Find the string "crate" in the records. Copy each line that has it.

Records drawn from a dataset
═══
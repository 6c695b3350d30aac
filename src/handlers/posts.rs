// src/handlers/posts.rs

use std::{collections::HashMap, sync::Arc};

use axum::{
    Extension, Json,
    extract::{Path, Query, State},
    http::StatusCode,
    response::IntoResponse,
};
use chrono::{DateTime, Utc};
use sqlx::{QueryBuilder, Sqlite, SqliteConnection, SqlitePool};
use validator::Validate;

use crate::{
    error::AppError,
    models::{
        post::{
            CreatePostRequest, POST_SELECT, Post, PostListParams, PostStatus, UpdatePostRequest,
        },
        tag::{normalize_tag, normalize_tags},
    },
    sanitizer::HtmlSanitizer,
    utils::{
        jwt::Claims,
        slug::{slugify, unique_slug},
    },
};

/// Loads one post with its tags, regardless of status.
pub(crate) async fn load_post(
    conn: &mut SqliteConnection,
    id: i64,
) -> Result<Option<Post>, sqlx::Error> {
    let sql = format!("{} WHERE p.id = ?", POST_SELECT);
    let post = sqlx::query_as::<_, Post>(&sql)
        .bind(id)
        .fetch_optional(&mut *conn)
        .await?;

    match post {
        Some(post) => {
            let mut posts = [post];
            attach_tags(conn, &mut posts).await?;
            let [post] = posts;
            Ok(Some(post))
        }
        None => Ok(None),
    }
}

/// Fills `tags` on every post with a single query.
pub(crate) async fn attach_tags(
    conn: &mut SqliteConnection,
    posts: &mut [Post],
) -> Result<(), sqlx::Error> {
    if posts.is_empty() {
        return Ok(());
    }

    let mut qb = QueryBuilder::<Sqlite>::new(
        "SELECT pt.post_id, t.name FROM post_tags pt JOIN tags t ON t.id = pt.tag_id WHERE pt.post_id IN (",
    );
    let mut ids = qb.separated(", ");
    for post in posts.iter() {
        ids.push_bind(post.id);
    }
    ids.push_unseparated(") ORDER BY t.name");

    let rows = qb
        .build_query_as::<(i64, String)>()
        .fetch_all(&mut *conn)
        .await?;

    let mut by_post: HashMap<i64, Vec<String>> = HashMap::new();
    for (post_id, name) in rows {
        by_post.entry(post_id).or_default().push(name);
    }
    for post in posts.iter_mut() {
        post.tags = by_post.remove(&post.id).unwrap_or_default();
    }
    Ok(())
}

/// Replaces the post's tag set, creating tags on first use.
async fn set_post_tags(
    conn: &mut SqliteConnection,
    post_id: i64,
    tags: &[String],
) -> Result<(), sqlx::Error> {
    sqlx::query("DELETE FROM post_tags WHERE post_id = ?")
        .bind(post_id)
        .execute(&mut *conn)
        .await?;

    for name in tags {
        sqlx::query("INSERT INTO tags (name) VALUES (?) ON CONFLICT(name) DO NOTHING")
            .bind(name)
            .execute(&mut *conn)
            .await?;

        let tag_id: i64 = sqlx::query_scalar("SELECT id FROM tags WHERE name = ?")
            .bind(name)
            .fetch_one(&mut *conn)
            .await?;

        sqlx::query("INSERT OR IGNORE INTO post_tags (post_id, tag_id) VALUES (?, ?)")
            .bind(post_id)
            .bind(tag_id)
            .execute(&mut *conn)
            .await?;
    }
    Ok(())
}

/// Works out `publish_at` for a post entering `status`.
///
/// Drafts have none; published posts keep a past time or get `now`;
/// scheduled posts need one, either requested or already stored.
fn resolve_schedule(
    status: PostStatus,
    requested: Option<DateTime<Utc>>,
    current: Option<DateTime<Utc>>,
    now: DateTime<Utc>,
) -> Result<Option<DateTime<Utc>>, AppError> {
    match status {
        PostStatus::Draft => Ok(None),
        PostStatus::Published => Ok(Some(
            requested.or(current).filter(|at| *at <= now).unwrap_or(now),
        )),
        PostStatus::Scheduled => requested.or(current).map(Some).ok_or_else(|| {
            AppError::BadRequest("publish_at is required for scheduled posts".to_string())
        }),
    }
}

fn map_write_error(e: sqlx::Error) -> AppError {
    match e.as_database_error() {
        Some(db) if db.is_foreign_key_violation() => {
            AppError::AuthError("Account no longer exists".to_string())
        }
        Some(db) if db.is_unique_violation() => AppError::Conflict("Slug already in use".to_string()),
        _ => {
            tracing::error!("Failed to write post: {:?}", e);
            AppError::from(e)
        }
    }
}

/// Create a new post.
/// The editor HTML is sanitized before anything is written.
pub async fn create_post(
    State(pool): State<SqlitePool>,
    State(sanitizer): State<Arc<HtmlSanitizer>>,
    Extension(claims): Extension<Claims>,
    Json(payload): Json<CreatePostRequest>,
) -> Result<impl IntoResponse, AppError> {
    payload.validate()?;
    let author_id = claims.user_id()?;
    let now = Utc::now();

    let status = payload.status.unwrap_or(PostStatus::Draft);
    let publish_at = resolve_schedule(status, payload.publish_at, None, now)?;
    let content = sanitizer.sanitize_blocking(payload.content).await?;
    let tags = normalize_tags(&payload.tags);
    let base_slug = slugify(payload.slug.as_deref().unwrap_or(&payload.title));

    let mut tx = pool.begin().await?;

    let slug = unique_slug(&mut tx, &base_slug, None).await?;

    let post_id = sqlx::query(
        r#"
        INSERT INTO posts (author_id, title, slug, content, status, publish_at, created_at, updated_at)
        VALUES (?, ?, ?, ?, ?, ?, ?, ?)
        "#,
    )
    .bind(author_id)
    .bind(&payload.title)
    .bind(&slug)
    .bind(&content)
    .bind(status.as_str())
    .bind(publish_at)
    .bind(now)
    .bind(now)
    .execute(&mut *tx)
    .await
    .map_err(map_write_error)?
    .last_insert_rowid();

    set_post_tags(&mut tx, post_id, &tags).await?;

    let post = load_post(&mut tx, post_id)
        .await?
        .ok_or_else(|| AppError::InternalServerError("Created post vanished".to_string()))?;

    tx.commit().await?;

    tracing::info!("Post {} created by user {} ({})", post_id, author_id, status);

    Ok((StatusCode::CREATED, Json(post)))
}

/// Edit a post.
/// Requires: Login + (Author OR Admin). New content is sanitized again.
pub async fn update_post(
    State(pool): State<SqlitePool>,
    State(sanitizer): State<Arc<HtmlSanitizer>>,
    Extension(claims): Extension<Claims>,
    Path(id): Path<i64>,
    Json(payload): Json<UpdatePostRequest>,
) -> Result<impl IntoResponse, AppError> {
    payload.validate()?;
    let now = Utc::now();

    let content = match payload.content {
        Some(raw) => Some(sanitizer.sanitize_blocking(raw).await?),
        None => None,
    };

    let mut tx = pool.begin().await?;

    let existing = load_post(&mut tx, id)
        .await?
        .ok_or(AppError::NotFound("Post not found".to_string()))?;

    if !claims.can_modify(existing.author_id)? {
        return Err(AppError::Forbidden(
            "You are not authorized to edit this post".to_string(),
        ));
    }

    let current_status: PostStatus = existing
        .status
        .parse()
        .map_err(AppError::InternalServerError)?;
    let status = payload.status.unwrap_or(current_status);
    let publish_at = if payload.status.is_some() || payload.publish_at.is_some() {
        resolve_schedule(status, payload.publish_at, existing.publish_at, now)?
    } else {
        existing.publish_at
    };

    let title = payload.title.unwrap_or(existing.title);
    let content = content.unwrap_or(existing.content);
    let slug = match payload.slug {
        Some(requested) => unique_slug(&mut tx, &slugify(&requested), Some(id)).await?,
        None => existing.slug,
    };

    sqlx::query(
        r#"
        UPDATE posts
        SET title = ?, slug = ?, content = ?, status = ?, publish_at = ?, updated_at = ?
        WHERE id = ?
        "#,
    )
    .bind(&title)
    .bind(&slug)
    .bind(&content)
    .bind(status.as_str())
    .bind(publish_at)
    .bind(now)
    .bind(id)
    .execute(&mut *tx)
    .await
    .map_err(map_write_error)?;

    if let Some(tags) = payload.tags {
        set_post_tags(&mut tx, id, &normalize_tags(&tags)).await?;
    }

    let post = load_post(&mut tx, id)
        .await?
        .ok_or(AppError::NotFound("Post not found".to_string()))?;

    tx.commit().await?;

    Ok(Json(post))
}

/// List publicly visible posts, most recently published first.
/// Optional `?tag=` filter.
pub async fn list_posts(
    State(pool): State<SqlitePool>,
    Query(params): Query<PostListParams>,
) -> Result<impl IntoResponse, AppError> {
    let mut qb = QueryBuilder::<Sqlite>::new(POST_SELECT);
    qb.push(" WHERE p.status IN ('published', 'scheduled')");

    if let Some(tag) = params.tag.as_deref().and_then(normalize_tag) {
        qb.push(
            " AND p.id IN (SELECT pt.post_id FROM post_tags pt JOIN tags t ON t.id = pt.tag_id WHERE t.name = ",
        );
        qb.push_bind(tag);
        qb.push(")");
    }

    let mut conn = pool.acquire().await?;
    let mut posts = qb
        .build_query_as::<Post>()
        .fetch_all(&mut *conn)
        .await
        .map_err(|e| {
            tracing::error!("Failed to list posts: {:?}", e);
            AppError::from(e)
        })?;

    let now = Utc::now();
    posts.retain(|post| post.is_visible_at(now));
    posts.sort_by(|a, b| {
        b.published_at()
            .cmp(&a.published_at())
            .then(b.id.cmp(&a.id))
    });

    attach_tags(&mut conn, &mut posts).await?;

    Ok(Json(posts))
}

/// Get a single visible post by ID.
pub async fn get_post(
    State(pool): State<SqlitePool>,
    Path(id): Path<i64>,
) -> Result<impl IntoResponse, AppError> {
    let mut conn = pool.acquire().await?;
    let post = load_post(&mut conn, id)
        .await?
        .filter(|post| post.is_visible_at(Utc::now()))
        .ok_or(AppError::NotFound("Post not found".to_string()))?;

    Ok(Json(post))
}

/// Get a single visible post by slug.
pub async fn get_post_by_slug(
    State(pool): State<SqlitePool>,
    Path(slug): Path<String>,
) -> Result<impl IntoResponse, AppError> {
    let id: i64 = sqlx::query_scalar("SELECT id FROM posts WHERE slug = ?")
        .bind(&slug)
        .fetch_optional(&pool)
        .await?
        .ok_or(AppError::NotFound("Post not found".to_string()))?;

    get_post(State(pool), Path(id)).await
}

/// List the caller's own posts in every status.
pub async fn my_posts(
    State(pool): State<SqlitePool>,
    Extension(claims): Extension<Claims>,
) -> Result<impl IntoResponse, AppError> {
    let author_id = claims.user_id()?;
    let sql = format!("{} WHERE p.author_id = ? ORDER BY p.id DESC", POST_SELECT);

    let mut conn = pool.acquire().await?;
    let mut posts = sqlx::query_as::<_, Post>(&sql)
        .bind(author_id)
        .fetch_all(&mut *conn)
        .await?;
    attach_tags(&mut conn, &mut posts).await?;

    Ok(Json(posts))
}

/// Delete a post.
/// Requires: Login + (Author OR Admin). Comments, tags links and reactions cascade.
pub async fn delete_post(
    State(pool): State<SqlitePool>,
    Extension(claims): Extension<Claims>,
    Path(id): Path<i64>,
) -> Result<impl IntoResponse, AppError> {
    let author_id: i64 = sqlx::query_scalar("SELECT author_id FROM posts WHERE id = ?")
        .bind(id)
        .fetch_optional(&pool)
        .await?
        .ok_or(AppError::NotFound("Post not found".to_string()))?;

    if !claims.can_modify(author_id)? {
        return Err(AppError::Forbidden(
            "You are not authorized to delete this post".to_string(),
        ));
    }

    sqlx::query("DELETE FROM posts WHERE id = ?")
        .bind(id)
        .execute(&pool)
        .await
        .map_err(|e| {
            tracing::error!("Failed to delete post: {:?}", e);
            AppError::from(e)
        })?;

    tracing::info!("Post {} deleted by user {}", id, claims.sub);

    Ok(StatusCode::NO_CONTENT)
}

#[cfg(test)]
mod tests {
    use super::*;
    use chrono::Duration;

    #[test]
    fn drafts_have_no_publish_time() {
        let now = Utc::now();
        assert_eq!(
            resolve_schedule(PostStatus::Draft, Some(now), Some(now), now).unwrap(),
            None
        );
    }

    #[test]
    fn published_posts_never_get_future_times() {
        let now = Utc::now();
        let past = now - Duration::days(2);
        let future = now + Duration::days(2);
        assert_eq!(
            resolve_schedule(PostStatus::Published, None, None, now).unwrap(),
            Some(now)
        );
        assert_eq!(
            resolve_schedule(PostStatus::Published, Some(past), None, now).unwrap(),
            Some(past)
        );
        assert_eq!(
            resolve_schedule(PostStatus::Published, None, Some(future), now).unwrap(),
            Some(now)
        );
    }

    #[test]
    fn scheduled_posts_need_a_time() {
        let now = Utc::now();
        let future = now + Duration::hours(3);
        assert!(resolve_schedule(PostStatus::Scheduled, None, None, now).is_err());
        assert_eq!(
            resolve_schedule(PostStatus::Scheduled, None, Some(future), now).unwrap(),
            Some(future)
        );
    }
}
═══
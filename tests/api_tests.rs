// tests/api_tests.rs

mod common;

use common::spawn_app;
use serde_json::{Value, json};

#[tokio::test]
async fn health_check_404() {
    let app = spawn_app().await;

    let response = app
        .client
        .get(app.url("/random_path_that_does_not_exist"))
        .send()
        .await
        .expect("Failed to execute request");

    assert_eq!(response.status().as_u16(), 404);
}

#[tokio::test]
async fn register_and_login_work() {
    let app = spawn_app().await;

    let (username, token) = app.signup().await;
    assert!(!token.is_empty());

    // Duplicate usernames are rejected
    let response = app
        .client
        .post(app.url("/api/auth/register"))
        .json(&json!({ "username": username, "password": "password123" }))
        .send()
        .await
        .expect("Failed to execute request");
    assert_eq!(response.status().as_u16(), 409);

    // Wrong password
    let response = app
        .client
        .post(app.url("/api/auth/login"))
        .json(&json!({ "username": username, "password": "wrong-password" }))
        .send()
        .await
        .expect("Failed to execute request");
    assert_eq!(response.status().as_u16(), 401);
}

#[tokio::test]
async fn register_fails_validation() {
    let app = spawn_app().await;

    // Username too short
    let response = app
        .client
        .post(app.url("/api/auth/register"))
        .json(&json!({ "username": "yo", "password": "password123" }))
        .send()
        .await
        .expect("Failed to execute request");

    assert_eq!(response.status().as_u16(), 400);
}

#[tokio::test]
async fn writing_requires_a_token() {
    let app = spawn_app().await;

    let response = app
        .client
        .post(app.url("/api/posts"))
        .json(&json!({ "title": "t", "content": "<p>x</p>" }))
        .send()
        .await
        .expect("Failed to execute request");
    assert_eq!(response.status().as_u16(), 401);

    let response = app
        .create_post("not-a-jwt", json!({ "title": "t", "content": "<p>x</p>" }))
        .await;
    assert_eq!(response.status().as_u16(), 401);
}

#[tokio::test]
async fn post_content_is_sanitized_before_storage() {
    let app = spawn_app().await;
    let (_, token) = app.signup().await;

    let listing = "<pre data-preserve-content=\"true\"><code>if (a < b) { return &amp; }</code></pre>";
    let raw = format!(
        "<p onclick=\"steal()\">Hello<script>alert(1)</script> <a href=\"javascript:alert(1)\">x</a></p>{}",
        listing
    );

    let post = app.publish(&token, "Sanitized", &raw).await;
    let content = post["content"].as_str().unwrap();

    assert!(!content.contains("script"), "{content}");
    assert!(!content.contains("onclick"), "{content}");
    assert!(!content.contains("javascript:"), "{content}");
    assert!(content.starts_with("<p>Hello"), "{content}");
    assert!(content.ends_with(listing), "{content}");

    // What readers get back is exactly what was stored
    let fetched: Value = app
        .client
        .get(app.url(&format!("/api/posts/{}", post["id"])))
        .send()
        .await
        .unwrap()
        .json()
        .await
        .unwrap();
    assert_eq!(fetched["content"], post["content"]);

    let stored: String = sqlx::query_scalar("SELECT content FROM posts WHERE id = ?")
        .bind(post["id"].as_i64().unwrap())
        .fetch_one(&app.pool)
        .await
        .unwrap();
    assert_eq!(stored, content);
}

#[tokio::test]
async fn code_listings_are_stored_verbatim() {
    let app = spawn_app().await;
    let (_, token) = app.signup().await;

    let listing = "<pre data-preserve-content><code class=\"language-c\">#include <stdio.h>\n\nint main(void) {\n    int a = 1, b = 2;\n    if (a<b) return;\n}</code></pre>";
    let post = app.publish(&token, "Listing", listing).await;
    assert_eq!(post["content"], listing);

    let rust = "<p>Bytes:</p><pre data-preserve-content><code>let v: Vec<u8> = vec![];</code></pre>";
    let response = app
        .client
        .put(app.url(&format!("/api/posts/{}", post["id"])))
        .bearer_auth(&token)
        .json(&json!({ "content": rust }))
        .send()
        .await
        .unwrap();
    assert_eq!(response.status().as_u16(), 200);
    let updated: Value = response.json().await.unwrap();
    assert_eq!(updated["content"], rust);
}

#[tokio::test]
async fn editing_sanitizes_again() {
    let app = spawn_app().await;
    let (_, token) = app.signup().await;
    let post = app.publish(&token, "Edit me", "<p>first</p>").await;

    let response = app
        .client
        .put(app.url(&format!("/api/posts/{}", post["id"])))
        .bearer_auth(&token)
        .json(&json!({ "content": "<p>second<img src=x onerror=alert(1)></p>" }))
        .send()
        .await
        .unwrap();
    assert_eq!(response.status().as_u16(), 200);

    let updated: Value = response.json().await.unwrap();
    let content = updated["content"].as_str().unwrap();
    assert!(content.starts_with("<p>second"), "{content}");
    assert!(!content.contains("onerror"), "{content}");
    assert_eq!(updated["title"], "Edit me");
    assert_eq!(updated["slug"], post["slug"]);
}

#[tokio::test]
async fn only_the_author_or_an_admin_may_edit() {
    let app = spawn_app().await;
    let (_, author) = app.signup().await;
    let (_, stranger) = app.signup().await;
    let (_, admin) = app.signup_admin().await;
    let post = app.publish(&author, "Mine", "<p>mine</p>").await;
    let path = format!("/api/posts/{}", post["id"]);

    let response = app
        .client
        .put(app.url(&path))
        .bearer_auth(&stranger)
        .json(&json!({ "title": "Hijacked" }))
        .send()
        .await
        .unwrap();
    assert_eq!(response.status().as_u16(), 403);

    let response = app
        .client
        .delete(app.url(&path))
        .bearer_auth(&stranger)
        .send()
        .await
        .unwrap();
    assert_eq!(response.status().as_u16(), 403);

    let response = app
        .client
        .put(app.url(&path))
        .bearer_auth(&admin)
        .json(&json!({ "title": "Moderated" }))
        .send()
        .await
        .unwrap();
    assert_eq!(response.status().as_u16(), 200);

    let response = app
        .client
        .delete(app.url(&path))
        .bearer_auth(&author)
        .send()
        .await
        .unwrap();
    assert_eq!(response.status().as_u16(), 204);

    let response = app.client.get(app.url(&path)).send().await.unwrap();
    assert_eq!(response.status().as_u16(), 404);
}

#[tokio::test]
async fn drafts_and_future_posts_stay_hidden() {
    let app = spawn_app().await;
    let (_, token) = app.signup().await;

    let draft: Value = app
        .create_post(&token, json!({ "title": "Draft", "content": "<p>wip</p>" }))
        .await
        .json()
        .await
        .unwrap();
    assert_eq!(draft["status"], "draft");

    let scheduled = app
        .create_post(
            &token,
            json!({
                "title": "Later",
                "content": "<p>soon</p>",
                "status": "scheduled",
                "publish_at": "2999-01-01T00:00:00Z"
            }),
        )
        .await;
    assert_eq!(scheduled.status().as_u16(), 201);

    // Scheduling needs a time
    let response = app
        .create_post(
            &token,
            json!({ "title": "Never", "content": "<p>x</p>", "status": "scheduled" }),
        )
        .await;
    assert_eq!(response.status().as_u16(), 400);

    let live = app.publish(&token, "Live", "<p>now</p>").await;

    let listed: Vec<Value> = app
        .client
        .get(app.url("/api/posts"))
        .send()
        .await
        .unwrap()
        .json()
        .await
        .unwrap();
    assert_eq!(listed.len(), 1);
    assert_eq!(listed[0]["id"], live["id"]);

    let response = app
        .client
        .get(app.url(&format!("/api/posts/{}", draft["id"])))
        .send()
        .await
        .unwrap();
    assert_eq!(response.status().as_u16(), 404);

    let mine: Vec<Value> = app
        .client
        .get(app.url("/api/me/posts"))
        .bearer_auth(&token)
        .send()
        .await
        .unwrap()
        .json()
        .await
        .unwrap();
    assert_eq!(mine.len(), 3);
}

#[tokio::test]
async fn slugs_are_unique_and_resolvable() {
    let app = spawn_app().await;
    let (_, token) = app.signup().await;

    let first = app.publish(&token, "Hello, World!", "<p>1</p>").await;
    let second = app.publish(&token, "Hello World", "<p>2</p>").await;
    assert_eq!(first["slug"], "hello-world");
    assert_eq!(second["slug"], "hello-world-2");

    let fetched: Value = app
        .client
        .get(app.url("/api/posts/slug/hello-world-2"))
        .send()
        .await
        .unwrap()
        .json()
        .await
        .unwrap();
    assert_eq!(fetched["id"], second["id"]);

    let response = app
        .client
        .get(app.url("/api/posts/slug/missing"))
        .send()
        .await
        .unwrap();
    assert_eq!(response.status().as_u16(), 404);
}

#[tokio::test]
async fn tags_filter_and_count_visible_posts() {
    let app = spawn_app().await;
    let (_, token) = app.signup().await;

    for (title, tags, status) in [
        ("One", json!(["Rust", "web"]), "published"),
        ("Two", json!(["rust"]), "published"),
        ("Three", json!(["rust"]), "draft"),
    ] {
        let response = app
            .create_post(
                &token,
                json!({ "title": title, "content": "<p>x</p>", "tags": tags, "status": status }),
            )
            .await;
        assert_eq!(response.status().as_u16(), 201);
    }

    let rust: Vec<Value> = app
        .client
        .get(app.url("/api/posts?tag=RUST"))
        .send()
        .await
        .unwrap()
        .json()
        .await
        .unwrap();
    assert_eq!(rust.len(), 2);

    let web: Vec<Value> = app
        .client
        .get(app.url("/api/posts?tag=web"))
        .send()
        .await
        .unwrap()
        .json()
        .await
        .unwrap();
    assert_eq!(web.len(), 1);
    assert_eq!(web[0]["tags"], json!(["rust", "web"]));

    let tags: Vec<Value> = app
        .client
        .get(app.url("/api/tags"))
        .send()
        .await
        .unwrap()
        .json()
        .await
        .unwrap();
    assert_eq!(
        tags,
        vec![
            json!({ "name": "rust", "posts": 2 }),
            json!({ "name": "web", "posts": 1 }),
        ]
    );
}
═══
Solution for this task ▸
use crate::{
pub(crate) async fn load_post(
pub(crate) async fn attach_tags(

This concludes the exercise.